How Do You Run Your Training Camp?

Jeremie Bohbot

Jeremie Bohbot

CHICAGO , August 5, 2013 () – These days, as I spend a little time every day following the news from the training camp of my favorite NFL team, I am struck by the urgency and intensity that team management and coaches exhibit as they make critical personnel and implementation decisions to prepare their teams for the upcoming weekly warfare.

They seek to maintain and build on strengths, shore up and rejuvenate areas of weakness, and discern/interpret/adjust to a changing competitive and regulatory (rules) environment. In some ways it seems that entire business cycles are compressed into the offseason, culminating during training camp during the dog days of summer in preparation for the regular season and the drive for the prize of the Lombardi trophy.

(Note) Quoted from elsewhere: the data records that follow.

//! Test fixtures: an RSA key pair, its JWKS and a token signer.
//!
//! Enabled for this crate's tests and, through the `test-util` feature, for
//! the test suites of crates that depend on `idp`.

use std::sync::Arc;

use jsonwebtoken::jwk::JwkSet;
use jsonwebtoken::{Algorithm, EncodingKey, Header};
use serde_json::{Value, json};

use crate::keys::KeyResolver;

pub const TEST_KID: &str = "test-key-1";
pub const TEST_CLIENT_ID: &str = "11111111-2222-3333-4444-555555555555";
pub const TEST_AUDIENCE: &str = TEST_CLIENT_ID;
pub const TEST_API_AUDIENCE: &str = "api://token-broker-test";
pub const TEST_TENANT: &str = "tenant-id";
pub const TEST_ISSUER: &str = "https://login.microsoftonline.com/tenant-id/v2.0";

/// PKCS#1 private key whose public half is published as `TEST_KID`.
pub const RSA_PRIVATE_PEM: &str = include_str!("../fixtures/rsa-private.pem");

/// Unrelated private key, for forged-signature tests.
pub const OTHER_RSA_PRIVATE_PEM: &str = include_str!("../fixtures/rsa-other.pem");

/// Base64url modulus of `RSA_PRIVATE_PEM`'s public key.
pub const RSA_MODULUS: &str = "p1DWy7K48TMk4w3AZpNf1akeJH0ZGa34DDzJWCvwplT3YYOTL_wmWwPdNHV5GCtoGQo4lfw8kH0iv3nJQeeKjcNJwVqIbrvo5V1eXEUb8oWl4GS65ZMJ2jSKX9if0cHuOIpsd9ZR3k5lFEWcthIPkMCcV8S96UGgRqKqoY26opKb-KCrWe5a0qUnf3arTn3r_0MkpqqsRwBzkh5da7Tel6yq1y4jORmZbrX-0G7UacHeVqjU-Rc2EiRqTREwlXqQcV3ySVHY4eafETSa40jxlt7sLDACAAnHUK5H-SQdlgjGTWxBiSt7uzFhtTctwFNoOiji3_JyxAM6USwa2IF0cQ";
pub const RSA_EXPONENT: &str = "AQAB";

/// Key set document as the provider's keys endpoint serves it.
pub fn jwks_json() -> Value {
    json!({
        "keys": [{
            "kty": "RSA",
            "use": "sig",
            "alg": "RS256",
            "kid": TEST_KID,
            "n": RSA_MODULUS,
            "e": RSA_EXPONENT,
        }]
    })
}

pub fn jwk_set() -> JwkSet {
    serde_json::from_value(jwks_json()).unwrap()
}

/// Resolver pre-loaded with the test key.
pub fn test_resolver() -> Arc<KeyResolver> {
    Arc::new(KeyResolver::from_jwks(&jwk_set()))
}

/// Standard claim set for user `oid` in tenant `tid`.
pub fn claims(oid: &str, tid: &str, aud: &str, iss: &str, exp: u64) -> Value {
    json!({
        "aud": aud,
        "iss": iss,
        "exp": exp,
        "iat": exp.saturating_sub(3600),
        "sub": format!("sub-{oid}"),
        "oid": oid,
        "tid": tid,
        "email": format!("{oid}@example.com"),
        "name": format!("User {oid}"),
    })
}

/// ID token for the test client, expiring at `exp`.
pub fn id_token(oid: &str, tid: &str, exp: u64) -> String {
    sign(&claims(oid, tid, TEST_CLIENT_ID, TEST_ISSUER, exp))
}

/// Inbound access token for this service's own API, expiring at `exp`.
pub fn api_access_token(oid: &str, tid: &str, exp: u64) -> String {
    sign(&claims(oid, tid, TEST_API_AUDIENCE, TEST_ISSUER, exp))
}

/// Sign `claims` with the test key under `TEST_KID`.
pub fn sign(claims: &Value) -> String {
    sign_with(RSA_PRIVATE_PEM, TEST_KID, claims)
}

pub fn sign_with(pem: &str, kid: &str, claims: &Value) -> String {
    let mut header = Header::new(Algorithm::RS256);
    header.kid = Some(kid.to_string());
    let key = EncodingKey::from_rsa_pem(pem.as_bytes()).unwrap();
    jsonwebtoken::encode(&header, claims, &key).unwrap()
}
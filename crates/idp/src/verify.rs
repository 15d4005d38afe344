//! Token verification
//!
//! Verifies RS256-signed ID tokens and access tokens issued by the provider.
//! Signature, expiry, audience and issuer are all checked and all required;
//! there is no optional check and no partial success. Callers verify the
//! inbound access token and the ID token independently, each against its own
//! audience.

use std::sync::Arc;

use jsonwebtoken::errors::ErrorKind;
use jsonwebtoken::{Algorithm, Validation};
use serde::Serialize;
use serde_json::{Map, Value};
use tracing::debug;

use crate::error::VerifyError;
use crate::keys::KeyResolver;

/// Claims of a token that passed verification.
///
/// Only `TokenVerifier::verify` constructs this type, so holding one is proof
/// the token was valid at verification time.
#[derive(Debug, Clone, PartialEq, Serialize)]
#[serde(transparent)]
pub struct VerifiedClaims {
    claims: Map<String, Value>,
}

impl VerifiedClaims {
    pub fn get(&self, name: &str) -> Option<&Value> {
        self.claims.get(name)
    }

    fn str_claim(&self, name: &str) -> Option<&str> {
        self.claims.get(name).and_then(Value::as_str)
    }

    /// Object id of the user (`oid`)
    pub fn oid(&self) -> Option<&str> {
        self.str_claim("oid")
    }

    /// Tenant id (`tid`)
    pub fn tid(&self) -> Option<&str> {
        self.str_claim("tid")
    }

    pub fn email(&self) -> Option<&str> {
        self.str_claim("email")
    }

    /// Display name (`name`)
    pub fn name(&self) -> Option<&str> {
        self.str_claim("name")
    }

    pub fn preferred_username(&self) -> Option<&str> {
        self.str_claim("preferred_username")
    }

    /// `exp` as epoch seconds
    pub fn expires_at(&self) -> Option<u64> {
        self.claims.get("exp").and_then(Value::as_u64)
    }

    /// Per-user partition key `"{oid}.{tid}"`, if both claims are present.
    pub fn user_key(&self) -> Option<String> {
        match (self.oid(), self.tid()) {
            (Some(oid), Some(tid)) if !oid.is_empty() && !tid.is_empty() => {
                Some(format!("{oid}.{tid}"))
            }
            _ => None,
        }
    }

    pub fn as_map(&self) -> &Map<String, Value> {
        &self.claims
    }
}

/// Verifies tokens against the provider's signing keys.
pub struct TokenVerifier {
    keys: Arc<KeyResolver>,
    leeway_secs: u64,
}

impl TokenVerifier {
    pub fn new(keys: Arc<KeyResolver>) -> Self {
        Self {
            keys,
            leeway_secs: 0,
        }
    }

    /// Tolerate this much clock skew on `exp`.
    pub fn with_leeway(mut self, leeway_secs: u64) -> Self {
        self.leeway_secs = leeway_secs;
        self
    }

    pub fn keys(&self) -> &Arc<KeyResolver> {
        &self.keys
    }

    /// Verify `token` and return its claims.
    ///
    /// Fails if the signature, expiry, audience or issuer check fails, or if
    /// the signing key cannot be resolved. Never retry on failure.
    pub async fn verify(
        &self,
        token: &str,
        expected_audience: &str,
        expected_issuer: &str,
    ) -> Result<VerifiedClaims, VerifyError> {
        let header = jsonwebtoken::decode_header(token)
            .map_err(|e| VerifyError::Malformed(e.to_string()))?;
        if header.alg != Algorithm::RS256 {
            return Err(VerifyError::UnsupportedAlgorithm(format!("{:?}", header.alg)));
        }
        let kid = header.kid.ok_or(VerifyError::MissingKeyId)?;
        let key = self.keys.resolve(&kid).await?;

        let mut validation = Validation::new(Algorithm::RS256);
        validation.set_audience(&[expected_audience]);
        validation.set_issuer(&[expected_issuer]);
        validation.set_required_spec_claims(&["exp", "aud", "iss"]);
        validation.validate_exp = true;
        validation.leeway = self.leeway_secs;

        let data = jsonwebtoken::decode::<Map<String, Value>>(
            token,
            key.decoding_key(),
            &validation,
        )
        .map_err(|e| {
            let err = match e.kind() {
                ErrorKind::InvalidSignature => VerifyError::InvalidSignature,
                ErrorKind::ExpiredSignature => VerifyError::Expired,
                ErrorKind::InvalidAudience => VerifyError::AudienceMismatch {
                    expected: expected_audience.to_string(),
                },
                ErrorKind::InvalidIssuer => VerifyError::IssuerMismatch {
                    expected: expected_issuer.to_string(),
                },
                other => VerifyError::Malformed(format!("{other:?}")),
            };
            debug!(kid, error = %err, "token rejected");
            err
        })?;

        Ok(VerifiedClaims {
            claims: data.claims,
        })
    }
}

#[cfg(test)]
mod tests {
    use super::*;
    use crate::testutil::{self, TEST_AUDIENCE, TEST_ISSUER};
    use common::now_secs;

    fn verifier() -> TokenVerifier {
        TokenVerifier::new(testutil::test_resolver())
    }

    fn valid_claims() -> Value {
        testutil::claims("user-oid", "tenant-id", TEST_AUDIENCE, TEST_ISSUER, now_secs() + 3600)
    }

    #[tokio::test]
    async fn valid_token_returns_payload_claims() {
        let payload = valid_claims();
        let token = testutil::sign(&payload);

        let claims = verifier()
            .verify(&token, TEST_AUDIENCE, TEST_ISSUER)
            .await
            .unwrap();

        assert_eq!(serde_json::to_value(&claims).unwrap(), payload);
        assert_eq!(claims.oid(), Some("user-oid"));
        assert_eq!(claims.tid(), Some("tenant-id"));
        assert_eq!(claims.user_key().as_deref(), Some("user-oid.tenant-id"));
        assert_eq!(claims.email(), Some("user-oid@example.com"));
    }

    #[tokio::test]
    async fn altered_signature_byte_is_rejected() {
        let token = testutil::sign(&valid_claims());
        let (head, sig) = token.rsplit_once('.').unwrap();
        let mut sig: Vec<char> = sig.chars().collect();
        let mid = sig.len() / 2;
        sig[mid] = if sig[mid] == 'A' { 'B' } else { 'A' };
        let tampered = format!("{head}.{}", sig.into_iter().collect::<String>());

        let err = verifier()
            .verify(&tampered, TEST_AUDIENCE, TEST_ISSUER)
            .await
            .unwrap_err();
        assert_eq!(err, VerifyError::InvalidSignature);
    }

    #[tokio::test]
    async fn token_signed_by_other_key_is_rejected() {
        let token = testutil::sign_with(
            testutil::OTHER_RSA_PRIVATE_PEM,
            testutil::TEST_KID,
            &valid_claims(),
        );
        let err = verifier()
            .verify(&token, TEST_AUDIENCE, TEST_ISSUER)
            .await
            .unwrap_err();
        assert_eq!(err, VerifyError::InvalidSignature);
    }

    #[tokio::test]
    async fn expired_token_is_rejected() {
        let payload = testutil::claims("u", "t", TEST_AUDIENCE, TEST_ISSUER, now_secs() - 120);
        let err = verifier()
            .verify(&testutil::sign(&payload), TEST_AUDIENCE, TEST_ISSUER)
            .await
            .unwrap_err();
        assert_eq!(err, VerifyError::Expired);
    }

    #[tokio::test]
    async fn leeway_accepts_recently_expired_token() {
        let payload = testutil::claims("u", "t", TEST_AUDIENCE, TEST_ISSUER, now_secs() - 30);
        let claims = verifier()
            .with_leeway(120)
            .verify(&testutil::sign(&payload), TEST_AUDIENCE, TEST_ISSUER)
            .await;
        assert!(claims.is_ok());
    }

    #[tokio::test]
    async fn wrong_audience_is_rejected() {
        let token = testutil::sign(&valid_claims());
        let err = verifier()
            .verify(&token, "api://someone-else", TEST_ISSUER)
            .await
            .unwrap_err();
        assert!(matches!(err, VerifyError::AudienceMismatch { .. }), "got: {err:?}");
    }

    #[tokio::test]
    async fn wrong_issuer_is_rejected() {
        let token = testutil::sign(&valid_claims());
        let err = verifier()
            .verify(&token, TEST_AUDIENCE, "https://evil.example/v2.0")
            .await
            .unwrap_err();
        assert!(matches!(err, VerifyError::IssuerMismatch { .. }), "got: {err:?}");
    }

    #[tokio::test]
    async fn unknown_kid_is_rejected() {
        let token =
            testutil::sign_with(testutil::RSA_PRIVATE_PEM, "unknown-kid", &valid_claims());
        let err = verifier()
            .verify(&token, TEST_AUDIENCE, TEST_ISSUER)
            .await
            .unwrap_err();
        assert_eq!(err, VerifyError::KeyNotFound("unknown-kid".into()));
    }

    #[tokio::test]
    async fn missing_exp_is_rejected() {
        let mut payload = valid_claims();
        payload.as_object_mut().unwrap().remove("exp");
        let err = verifier()
            .verify(&testutil::sign(&payload), TEST_AUDIENCE, TEST_ISSUER)
            .await
            .unwrap_err();
        assert!(matches!(err, VerifyError::Malformed(_)), "got: {err:?}");
    }

    #[tokio::test]
    async fn garbage_is_malformed() {
        let err = verifier()
            .verify("not-a-jwt", TEST_AUDIENCE, TEST_ISSUER)
            .await
            .unwrap_err();
        assert!(matches!(err, VerifyError::Malformed(_)), "got: {err:?}");
    }

    #[tokio::test]
    async fn user_key_requires_both_claims() {
        let mut payload = valid_claims();
        payload.as_object_mut().unwrap().remove("tid");
        let claims = verifier()
            .verify(&testutil::sign(&payload), TEST_AUDIENCE, TEST_ISSUER)
            .await
            .unwrap();
        assert!(claims.user_key().is_none());
    }
}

It's mind boggling how much “film” of their own and competitors’ performance coaches and players watch, always looking for tendencies, weaknesses or blind spots to exploit.

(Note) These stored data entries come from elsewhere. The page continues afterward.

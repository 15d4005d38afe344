//! Silent refresh
//!
//! Redeems cached refresh tokens at the token endpoint and turns token
//! endpoint responses into cache records. Every ID token the provider
//! returns is verified before anything is cached.

use std::future::Future;
use std::pin::Pin;
use std::sync::Arc;

use idp::{ClientApp, TokenClient, TokenResponse, TokenVerifier, VerifiedClaims};
use token_cache::{IdTokenValidator, NewTokens, RefreshToken, resource_scopes};
use tracing::{debug, info, warn};

use crate::error::{BrokerError, Result};
use crate::login::LoginFlows;
use crate::metrics;
use crate::outcome::TokenPair;

/// Re-verifies cached ID tokens against this client's audience and issuer.
pub struct IdTokenCheck<'a> {
    pub verifier: &'a TokenVerifier,
    pub app: &'a ClientApp,
}

impl IdTokenValidator for IdTokenCheck<'_> {
    fn is_valid<'a>(&'a self, id_token: &'a str) -> Pin<Box<dyn Future<Output = bool> + Send + 'a>> {
        Box::pin(async move {
            verify_id_token(self.verifier, self.app, id_token)
                .await
                .inspect_err(|e| debug!(error = %e, "cached ID token rejected"))
                .is_ok()
        })
    }
}

pub(crate) async fn verify_id_token(
    verifier: &TokenVerifier,
    app: &ClientApp,
    id_token: &str,
) -> Result<VerifiedClaims> {
    Ok(verifier
        .verify(id_token, &app.client_id, &app.endpoints.issuer)
        .await?)
}

/// A token endpoint response whose ID token verified.
#[derive(Debug)]
pub struct Redeemed {
    pub response: TokenResponse,
    pub claims: VerifiedClaims,
}

impl Redeemed {
    /// Cache records for this response.
    ///
    /// Granted scopes come from the response when present, otherwise from
    /// the request. Identity scopes are not recorded on the access token.
    pub fn new_tokens(&self, app: &ClientApp, requested: &[String], now: u64) -> Result<NewTokens> {
        let oid = self.claims.oid().ok_or(BrokerError::MissingIdentityClaims)?;
        let tid = self.claims.tid().ok_or(BrokerError::MissingIdentityClaims)?;
        let granted: Vec<String> = self
            .response
            .scope
            .as_deref()
            .map(|s| s.split_whitespace().map(String::from).collect())
            .unwrap_or_default();
        let mut scopes = resource_scopes(&granted);
        if scopes.is_empty() {
            scopes = resource_scopes(requested);
        }

        Ok(NewTokens {
            oid: oid.to_string(),
            tid: tid.to_string(),
            environment: app.endpoints.environment.clone(),
            client_id: app.client_id.clone(),
            username: self
                .claims
                .preferred_username()
                .or(self.claims.email())
                .unwrap_or_default()
                .to_string(),
            access_token: self.response.access_token.clone(),
            scopes,
            expires_on: now.saturating_add(self.response.expires_in),
            extended_expires_on: self.response.ext_expires_in.map(|ext| now.saturating_add(ext)),
            id_token: self.response.id_token.clone(),
            refresh_token: self.response.refresh_token.clone(),
            cached_at: now,
        })
    }

    /// The pair handed back to the caller.
    pub fn token_pair(&self, tokens: &NewTokens) -> TokenPair {
        TokenPair {
            access_token: self.response.access_token.clone(),
            id_token: self.response.id_token.clone(),
            expires_on: tokens.expires_on,
            scopes: tokens.scopes.clone(),
        }
    }
}

/// Verify the ID token in a code or refresh response.
pub(crate) async fn verify_response(
    verifier: &TokenVerifier,
    app: &ClientApp,
    response: TokenResponse,
) -> Result<Redeemed> {
    let id_token = response
        .id_token
        .as_deref()
        .ok_or_else(|| BrokerError::ExchangeFailed("token response has no ID token".into()))?;
    let claims = verify_id_token(verifier, app, id_token).await?;
    Ok(Redeemed { response, claims })
}

/// Redeems refresh tokens for one client registration.
pub struct Refresher {
    client: TokenClient,
    verifier: Arc<TokenVerifier>,
    flows: Arc<LoginFlows>,
}

impl Refresher {
    pub fn new(client: TokenClient, verifier: Arc<TokenVerifier>, flows: Arc<LoginFlows>) -> Self {
        Self {
            client,
            verifier,
            flows,
        }
    }

    /// Try `candidates` in order until one yields a verified response.
    ///
    /// Consent errors surface a consent URL. A candidate the provider rejects
    /// as `invalid_grant` (revoked, expired) moves on to the next one; when
    /// all are rejected the user must log in again. Any other failure stops
    /// immediately.
    pub async fn redeem(&self, candidates: &[RefreshToken], scopes: &[String]) -> Result<Redeemed> {
        let app = self.client.app();
        for (i, candidate) in candidates.iter().enumerate() {
            match self.client.refresh(&candidate.secret, scopes).await {
                Ok(response) => {
                    let redeemed = verify_response(&self.verifier, app, response).await?;
                    metrics::record_refresh("success");
                    info!(
                        home_account_id = %candidate.home_account_id,
                        candidate = i,
                        "refreshed tokens"
                    );
                    return Ok(redeemed);
                }
                // Consent errors also carry `invalid_grant`, so they are matched first
                Err(e) if e.is_consent_required() => {
                    metrics::record_refresh("consent_required");
                    return Err(self.flows.consent_required(app, scopes).await);
                }
                Err(e) if e.is_invalid_grant() => {
                    metrics::record_refresh("invalid_grant");
                    warn!(
                        home_account_id = %candidate.home_account_id,
                        candidate = i,
                        error = %e,
                        "refresh token rejected"
                    );
                }
                Err(e) => {
                    metrics::record_refresh("error");
                    return Err(BrokerError::ExchangeFailed(e.to_string()));
                }
            }
        }
        Err(BrokerError::LoginRequired)
    }
}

I see strong parallels to the challenges that have always faced participants in the packaging industry. Do you focus your energy on getting better and better at executing the game plan that got you to where you are, do you tinker around the edges to add new twists and nuances to keep the competition guessing, or do you introduce something so new that your opponents are totally befuddled and have to play big time catch up?

One football commentator I enjoy reading talks about “players, not plays”, by which he means that in the end, all the well designed play books and schemes don’t mean much if players fail to properly execute their roles and lose the one-on-one battles that define the outcome of each play and ultimately each game and season.

Without question, doing really well at what it is you choose to do is crucial to repeatable success. The teams and companies that don’t deliver on the basic promises don’t get to keep doing it the same way for long. Coaches, players, and sometimes teams, are forced to move on, and companies that fail to keep up with the minimum daily requirements in the basics either wither away to the bottom tier or are absorbed by competitors who can bring execution to the required level.

However, this same commentator acknowledges that top-notch execution must take place in the context of a continually changing environment and competitive set. And that’s where plays/schemes/strategies come in. Terrific execution of a technique with decreased relevance for the way the game is played right now will lead to mediocre performance at best. Hence the urgency during training camp (also throughout the season and even during each game) to be able to discern changes, then adapt, adjust and execute different techniques to counter new competitive approaches.

For you NFL junkies, I would be surprised if any team isn’t learning how to run the quarterback “read option” this training camp, if for no other reason than to give their defense time to learn how to defend against it before having to do so in a game that counts.

So, how do you (or your company) run training camp? Do you spend as much time watching “film” of how the market is evolving and how your competition (direct, indirect and tangential) is thinking and behaving as you do reviewing your own performance? You absolutely need to measure how your are doing against standards, goals, etc., but when the market or a competitor makes a disruptive move, the question of whether what you measure and targeted levels are still relevant has to be answered with often uncomfortable objectivity.

Are you intentionally and continuously (no luxury of even a short off-season in the packaging business!) evaluating the relative competitive position of your company in creating disruptive advances? One of the best ways to be able to counter a competitive disruption is to practice disruptive business model thinking by assessing your weak areas and potential modes of attack against those vulnerabilities.

Smart coaches and teams do that all the time, sorting out the highest probability and impact attacks competitors could use and creating approaches to counter or minimize their effects. They then put those schemes in place and train for great execution - with an appropriate sense of urgency.

Smart packaging companies employ this training camp mentality, to both short and long-term benefit.